Required work =>
Below are the entries; return every line among them that holds the word "BiasLabel".

(Beginning of Records for the task)

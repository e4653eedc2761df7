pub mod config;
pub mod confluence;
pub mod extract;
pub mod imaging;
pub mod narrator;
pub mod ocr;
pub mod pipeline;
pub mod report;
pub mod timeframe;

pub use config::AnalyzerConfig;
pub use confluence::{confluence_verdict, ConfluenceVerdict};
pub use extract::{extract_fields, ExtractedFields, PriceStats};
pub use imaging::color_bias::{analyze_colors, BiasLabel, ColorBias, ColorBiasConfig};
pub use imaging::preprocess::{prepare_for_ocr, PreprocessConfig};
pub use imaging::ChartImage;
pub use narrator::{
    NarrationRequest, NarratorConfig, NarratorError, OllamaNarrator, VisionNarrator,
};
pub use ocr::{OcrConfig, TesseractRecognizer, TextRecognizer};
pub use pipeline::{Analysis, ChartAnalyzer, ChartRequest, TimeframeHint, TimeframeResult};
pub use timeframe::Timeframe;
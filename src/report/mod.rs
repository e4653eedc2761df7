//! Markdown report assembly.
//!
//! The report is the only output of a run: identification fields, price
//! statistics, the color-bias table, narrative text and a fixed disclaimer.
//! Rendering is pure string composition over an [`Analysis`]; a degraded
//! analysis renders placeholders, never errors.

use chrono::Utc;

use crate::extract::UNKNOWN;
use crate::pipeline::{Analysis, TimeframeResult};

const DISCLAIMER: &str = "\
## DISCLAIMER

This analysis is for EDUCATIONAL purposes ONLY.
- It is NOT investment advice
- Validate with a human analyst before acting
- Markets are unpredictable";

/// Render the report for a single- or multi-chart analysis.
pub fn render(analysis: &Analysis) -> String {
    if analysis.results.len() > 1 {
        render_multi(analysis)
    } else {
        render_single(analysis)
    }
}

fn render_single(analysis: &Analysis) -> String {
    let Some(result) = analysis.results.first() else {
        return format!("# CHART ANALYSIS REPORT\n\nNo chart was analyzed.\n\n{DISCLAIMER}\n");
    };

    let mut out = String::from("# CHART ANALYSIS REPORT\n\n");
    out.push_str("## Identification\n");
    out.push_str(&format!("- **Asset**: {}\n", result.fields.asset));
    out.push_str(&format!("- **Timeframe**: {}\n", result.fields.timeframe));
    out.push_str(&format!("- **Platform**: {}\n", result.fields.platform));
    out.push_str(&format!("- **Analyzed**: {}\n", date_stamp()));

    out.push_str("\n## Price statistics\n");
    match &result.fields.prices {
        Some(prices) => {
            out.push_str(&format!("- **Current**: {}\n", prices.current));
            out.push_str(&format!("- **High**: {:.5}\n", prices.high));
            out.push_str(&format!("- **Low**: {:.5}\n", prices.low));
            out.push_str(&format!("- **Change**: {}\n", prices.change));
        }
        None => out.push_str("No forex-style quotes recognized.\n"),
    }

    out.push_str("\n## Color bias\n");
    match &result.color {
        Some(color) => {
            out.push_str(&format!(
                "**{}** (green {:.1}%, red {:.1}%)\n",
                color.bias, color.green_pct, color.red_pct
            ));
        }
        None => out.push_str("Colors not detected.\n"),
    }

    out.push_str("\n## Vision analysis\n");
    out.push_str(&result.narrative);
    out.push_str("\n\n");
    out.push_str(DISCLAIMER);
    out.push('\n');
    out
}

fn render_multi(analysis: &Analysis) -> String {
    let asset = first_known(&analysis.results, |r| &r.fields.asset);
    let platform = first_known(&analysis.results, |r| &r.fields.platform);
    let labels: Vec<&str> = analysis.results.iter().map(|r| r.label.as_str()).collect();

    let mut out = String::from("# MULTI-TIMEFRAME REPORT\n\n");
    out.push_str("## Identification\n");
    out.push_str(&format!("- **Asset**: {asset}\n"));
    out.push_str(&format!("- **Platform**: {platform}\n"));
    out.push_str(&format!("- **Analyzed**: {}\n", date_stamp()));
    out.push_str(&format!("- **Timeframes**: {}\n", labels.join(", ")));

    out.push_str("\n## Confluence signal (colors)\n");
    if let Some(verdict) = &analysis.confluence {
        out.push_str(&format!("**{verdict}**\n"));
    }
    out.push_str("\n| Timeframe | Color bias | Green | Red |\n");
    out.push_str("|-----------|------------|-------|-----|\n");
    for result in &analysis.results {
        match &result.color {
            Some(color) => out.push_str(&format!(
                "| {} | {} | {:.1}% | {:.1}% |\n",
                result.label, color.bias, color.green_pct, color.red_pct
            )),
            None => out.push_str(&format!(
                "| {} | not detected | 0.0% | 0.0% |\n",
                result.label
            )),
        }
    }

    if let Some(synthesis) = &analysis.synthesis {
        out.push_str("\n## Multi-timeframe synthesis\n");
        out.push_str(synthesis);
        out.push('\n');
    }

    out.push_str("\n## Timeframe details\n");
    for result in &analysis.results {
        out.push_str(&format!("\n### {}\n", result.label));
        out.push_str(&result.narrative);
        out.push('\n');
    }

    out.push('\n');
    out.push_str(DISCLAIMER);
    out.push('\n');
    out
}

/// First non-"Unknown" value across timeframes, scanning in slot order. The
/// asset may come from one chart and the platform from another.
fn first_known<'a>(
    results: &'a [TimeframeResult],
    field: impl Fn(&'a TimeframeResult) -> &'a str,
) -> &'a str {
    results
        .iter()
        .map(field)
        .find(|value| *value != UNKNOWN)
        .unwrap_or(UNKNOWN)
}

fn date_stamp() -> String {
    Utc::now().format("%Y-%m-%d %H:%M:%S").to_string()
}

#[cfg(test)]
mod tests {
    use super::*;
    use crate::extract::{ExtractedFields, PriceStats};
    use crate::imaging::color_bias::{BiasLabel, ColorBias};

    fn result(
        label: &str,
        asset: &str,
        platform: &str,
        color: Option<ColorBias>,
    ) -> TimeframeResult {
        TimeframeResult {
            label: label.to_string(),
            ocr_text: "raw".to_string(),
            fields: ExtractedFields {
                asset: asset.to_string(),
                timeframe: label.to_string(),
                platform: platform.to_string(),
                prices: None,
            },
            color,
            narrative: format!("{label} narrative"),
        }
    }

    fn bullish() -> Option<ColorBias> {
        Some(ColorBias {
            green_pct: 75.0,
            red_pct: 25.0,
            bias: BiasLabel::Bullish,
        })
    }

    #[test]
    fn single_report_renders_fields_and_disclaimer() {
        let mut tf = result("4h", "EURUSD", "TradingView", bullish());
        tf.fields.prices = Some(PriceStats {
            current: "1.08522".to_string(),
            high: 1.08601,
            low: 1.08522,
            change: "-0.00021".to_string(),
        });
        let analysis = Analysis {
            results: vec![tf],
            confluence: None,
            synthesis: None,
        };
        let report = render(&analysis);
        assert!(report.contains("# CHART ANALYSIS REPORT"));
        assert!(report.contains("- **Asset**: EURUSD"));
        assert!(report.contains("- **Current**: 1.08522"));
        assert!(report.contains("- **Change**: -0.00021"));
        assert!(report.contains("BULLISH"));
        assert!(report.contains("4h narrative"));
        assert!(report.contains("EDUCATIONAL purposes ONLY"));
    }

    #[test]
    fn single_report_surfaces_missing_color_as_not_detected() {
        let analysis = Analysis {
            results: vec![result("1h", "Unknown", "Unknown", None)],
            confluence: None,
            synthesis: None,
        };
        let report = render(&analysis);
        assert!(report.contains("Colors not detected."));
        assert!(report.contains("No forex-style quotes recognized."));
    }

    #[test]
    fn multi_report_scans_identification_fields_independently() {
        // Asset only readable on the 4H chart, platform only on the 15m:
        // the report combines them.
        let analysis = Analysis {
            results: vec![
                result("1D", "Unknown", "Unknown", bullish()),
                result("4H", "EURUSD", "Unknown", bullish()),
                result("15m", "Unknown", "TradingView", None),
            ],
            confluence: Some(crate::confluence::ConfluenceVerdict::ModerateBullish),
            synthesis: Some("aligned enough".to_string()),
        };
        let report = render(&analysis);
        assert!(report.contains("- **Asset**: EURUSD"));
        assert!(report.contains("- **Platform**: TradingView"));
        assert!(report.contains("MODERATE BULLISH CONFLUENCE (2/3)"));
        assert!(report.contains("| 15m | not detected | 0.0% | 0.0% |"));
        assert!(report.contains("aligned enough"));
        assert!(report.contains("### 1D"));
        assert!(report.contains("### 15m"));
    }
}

(End of Records for the task)

Answer for the task =>
pub use imaging::color_bias::{analyze_colors, BiasLabel, ColorBias, ColorBiasConfig};
    use crate::imaging::color_bias::{BiasLabel, ColorBias};
            bias: BiasLabel::Bullish,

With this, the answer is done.